**Dataset extract**.
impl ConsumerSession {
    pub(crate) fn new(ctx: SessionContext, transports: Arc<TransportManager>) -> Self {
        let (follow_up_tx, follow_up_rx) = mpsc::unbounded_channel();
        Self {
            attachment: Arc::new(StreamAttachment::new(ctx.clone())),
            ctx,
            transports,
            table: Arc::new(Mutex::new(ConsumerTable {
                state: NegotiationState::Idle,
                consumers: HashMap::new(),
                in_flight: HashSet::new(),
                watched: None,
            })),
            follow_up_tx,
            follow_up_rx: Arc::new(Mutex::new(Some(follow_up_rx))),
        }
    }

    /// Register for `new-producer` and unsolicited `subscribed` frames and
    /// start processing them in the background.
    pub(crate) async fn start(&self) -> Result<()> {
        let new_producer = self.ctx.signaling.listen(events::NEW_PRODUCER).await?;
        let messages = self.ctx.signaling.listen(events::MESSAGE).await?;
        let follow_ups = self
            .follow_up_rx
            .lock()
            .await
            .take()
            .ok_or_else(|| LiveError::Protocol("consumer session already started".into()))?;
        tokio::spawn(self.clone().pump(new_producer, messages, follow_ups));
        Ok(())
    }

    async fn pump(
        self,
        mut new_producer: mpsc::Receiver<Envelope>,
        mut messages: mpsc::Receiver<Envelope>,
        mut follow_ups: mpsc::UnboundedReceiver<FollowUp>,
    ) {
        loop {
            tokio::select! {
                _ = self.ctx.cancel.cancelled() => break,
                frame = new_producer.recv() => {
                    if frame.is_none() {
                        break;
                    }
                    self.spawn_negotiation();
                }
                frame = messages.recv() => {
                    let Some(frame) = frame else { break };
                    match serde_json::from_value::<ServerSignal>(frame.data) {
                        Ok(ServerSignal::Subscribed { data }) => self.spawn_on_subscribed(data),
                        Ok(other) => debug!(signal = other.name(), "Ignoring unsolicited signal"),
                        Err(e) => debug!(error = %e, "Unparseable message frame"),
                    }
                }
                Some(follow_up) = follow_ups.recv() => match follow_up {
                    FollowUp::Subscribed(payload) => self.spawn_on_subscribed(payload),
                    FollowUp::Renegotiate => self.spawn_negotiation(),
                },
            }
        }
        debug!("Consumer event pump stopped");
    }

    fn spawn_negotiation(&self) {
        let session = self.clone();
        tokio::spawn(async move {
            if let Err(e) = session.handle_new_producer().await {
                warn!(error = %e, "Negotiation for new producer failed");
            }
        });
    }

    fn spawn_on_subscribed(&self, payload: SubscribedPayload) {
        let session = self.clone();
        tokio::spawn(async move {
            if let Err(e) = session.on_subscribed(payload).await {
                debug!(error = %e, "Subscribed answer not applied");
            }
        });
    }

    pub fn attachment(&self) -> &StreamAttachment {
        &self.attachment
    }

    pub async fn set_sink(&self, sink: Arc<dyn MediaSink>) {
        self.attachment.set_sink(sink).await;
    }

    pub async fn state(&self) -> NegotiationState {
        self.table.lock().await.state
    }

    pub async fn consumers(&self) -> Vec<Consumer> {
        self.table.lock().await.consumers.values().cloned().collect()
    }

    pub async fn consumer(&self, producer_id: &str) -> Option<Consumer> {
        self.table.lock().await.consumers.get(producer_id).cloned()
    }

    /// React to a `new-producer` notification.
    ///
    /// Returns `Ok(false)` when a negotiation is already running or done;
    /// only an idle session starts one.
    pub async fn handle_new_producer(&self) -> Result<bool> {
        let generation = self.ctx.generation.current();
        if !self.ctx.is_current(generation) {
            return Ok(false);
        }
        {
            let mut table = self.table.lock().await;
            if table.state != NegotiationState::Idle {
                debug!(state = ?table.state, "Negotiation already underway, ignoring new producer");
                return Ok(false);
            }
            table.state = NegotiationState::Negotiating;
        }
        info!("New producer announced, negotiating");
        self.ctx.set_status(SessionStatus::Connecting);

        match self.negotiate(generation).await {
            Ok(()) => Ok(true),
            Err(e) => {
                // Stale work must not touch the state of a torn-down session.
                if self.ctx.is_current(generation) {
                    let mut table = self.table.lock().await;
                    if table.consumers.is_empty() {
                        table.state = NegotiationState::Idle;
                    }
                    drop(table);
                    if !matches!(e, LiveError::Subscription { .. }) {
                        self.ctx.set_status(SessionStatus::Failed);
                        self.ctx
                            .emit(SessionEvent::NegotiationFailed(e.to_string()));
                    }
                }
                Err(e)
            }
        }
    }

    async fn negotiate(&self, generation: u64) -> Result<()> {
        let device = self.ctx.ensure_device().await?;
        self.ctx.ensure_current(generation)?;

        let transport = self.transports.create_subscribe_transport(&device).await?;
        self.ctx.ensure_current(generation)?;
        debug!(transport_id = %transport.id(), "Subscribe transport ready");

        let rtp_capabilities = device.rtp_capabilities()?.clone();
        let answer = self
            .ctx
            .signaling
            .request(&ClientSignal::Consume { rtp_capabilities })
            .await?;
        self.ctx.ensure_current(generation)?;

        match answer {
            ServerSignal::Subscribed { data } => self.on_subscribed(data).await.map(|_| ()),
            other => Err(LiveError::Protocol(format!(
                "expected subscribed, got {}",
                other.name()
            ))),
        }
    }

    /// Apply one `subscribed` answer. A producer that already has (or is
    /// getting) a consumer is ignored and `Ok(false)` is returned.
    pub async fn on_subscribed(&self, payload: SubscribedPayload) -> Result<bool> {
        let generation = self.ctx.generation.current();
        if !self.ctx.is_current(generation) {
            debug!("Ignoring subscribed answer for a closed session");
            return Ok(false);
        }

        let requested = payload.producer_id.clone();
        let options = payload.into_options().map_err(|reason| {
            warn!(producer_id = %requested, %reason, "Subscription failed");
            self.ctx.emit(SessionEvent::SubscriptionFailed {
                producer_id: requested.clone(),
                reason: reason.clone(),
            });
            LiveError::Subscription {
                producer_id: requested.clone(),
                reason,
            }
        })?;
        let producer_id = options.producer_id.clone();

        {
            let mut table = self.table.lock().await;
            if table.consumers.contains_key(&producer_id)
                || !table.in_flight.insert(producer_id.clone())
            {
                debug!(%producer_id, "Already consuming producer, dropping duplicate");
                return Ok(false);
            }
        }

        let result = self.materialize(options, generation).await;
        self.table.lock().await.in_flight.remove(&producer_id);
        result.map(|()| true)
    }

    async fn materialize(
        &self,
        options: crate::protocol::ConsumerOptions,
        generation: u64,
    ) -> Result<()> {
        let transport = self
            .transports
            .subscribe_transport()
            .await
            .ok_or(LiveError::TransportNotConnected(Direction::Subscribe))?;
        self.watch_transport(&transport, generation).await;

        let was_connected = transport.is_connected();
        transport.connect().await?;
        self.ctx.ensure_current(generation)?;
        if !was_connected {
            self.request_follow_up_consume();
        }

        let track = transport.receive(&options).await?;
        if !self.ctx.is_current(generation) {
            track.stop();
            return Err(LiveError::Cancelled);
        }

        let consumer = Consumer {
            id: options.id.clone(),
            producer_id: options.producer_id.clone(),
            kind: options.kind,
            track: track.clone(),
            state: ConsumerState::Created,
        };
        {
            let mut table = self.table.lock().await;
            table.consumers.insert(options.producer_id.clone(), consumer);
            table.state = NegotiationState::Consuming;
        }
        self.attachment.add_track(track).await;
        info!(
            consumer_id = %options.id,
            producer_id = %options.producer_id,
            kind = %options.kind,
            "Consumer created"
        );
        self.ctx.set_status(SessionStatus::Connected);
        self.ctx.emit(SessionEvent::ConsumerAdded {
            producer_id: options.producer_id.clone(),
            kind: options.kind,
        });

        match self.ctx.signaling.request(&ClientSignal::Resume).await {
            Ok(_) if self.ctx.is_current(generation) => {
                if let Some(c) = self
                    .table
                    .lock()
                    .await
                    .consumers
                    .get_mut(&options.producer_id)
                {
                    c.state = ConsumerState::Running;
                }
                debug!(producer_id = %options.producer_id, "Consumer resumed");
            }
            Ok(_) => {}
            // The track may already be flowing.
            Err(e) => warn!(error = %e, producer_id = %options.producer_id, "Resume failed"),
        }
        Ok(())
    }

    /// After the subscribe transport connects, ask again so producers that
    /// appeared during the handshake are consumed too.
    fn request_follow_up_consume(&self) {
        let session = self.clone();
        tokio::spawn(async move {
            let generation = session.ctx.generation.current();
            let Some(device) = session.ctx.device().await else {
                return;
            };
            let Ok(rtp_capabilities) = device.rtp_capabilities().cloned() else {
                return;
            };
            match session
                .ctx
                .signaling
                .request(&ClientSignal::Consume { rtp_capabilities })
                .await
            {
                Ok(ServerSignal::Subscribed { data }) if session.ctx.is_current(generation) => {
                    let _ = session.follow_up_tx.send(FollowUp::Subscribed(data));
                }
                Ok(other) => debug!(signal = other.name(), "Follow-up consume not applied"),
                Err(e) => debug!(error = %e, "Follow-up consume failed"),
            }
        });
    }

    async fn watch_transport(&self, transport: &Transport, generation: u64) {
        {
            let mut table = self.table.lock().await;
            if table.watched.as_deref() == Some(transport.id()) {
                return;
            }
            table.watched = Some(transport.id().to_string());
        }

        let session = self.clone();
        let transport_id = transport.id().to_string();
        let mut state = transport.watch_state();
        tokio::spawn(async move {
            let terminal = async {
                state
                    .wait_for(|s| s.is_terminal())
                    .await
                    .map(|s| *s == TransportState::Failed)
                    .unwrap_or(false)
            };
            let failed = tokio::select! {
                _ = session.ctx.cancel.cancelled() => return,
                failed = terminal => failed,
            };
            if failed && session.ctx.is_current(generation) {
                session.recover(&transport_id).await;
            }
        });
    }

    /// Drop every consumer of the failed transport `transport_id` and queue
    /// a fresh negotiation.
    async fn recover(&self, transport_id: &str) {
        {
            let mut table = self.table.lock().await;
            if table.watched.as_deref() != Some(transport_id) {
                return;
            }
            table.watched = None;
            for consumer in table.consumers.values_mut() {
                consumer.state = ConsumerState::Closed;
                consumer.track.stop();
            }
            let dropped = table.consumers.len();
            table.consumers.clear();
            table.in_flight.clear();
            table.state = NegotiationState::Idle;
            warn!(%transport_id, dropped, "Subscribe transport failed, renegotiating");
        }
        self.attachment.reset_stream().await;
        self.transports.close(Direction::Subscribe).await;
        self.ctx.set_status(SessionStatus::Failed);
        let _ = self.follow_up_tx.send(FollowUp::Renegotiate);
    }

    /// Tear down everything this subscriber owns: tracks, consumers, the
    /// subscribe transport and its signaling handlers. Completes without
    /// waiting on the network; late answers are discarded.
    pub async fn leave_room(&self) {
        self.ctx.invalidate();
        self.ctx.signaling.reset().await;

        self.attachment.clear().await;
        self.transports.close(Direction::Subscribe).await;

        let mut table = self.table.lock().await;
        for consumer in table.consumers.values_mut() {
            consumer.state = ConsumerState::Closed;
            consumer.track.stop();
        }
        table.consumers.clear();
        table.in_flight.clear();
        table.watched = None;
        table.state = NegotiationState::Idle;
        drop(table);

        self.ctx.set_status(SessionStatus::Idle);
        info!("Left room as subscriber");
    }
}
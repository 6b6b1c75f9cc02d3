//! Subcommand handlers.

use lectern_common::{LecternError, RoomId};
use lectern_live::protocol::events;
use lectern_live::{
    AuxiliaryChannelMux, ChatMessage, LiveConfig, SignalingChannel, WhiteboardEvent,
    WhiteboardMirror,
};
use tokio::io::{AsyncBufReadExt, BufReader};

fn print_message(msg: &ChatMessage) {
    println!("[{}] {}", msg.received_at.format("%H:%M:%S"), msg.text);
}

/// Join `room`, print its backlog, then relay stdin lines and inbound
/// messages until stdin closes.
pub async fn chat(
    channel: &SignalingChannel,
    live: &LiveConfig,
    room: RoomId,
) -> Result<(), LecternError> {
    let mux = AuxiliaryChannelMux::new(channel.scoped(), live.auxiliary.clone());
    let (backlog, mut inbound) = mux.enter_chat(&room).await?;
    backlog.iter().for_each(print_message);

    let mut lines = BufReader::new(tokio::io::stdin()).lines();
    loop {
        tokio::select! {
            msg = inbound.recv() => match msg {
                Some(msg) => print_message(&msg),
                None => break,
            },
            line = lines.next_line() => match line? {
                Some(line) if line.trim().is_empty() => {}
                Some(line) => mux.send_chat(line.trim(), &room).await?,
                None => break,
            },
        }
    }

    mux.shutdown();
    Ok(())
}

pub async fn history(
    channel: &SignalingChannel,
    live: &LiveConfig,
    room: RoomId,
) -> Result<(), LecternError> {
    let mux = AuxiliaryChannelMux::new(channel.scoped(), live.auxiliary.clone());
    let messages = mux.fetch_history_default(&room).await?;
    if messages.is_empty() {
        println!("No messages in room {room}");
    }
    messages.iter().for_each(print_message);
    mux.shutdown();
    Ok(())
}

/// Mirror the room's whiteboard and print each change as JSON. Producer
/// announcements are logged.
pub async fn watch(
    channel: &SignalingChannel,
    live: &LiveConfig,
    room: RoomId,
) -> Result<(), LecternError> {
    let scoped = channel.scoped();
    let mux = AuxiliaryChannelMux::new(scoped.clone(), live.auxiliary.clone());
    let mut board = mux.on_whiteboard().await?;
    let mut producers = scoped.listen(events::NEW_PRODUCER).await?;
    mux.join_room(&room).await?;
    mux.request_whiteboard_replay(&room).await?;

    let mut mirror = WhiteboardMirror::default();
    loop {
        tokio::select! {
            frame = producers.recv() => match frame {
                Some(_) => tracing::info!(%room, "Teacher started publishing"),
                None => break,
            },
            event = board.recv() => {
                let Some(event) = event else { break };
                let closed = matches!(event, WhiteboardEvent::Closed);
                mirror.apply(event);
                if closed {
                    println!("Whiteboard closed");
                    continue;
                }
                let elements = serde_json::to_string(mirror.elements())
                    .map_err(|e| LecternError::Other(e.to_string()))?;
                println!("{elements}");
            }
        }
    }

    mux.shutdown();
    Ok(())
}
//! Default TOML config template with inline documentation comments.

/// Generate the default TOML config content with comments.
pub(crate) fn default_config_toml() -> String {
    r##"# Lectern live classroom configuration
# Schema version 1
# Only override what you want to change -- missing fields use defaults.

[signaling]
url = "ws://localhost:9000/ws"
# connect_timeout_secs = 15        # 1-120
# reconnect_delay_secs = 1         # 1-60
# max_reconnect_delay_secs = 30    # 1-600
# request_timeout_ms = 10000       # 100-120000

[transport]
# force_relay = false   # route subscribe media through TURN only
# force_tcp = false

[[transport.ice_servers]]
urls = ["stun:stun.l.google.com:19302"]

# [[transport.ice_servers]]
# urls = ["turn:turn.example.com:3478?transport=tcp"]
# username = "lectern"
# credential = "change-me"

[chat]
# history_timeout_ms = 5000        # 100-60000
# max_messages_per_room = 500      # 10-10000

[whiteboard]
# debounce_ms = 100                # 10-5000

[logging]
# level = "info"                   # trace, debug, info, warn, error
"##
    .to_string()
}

**Problem**.
Report every line containing the string "materialize" in the material.

**Written response**.
        let result = self.materialize(options, generation).await;
    async fn materialize(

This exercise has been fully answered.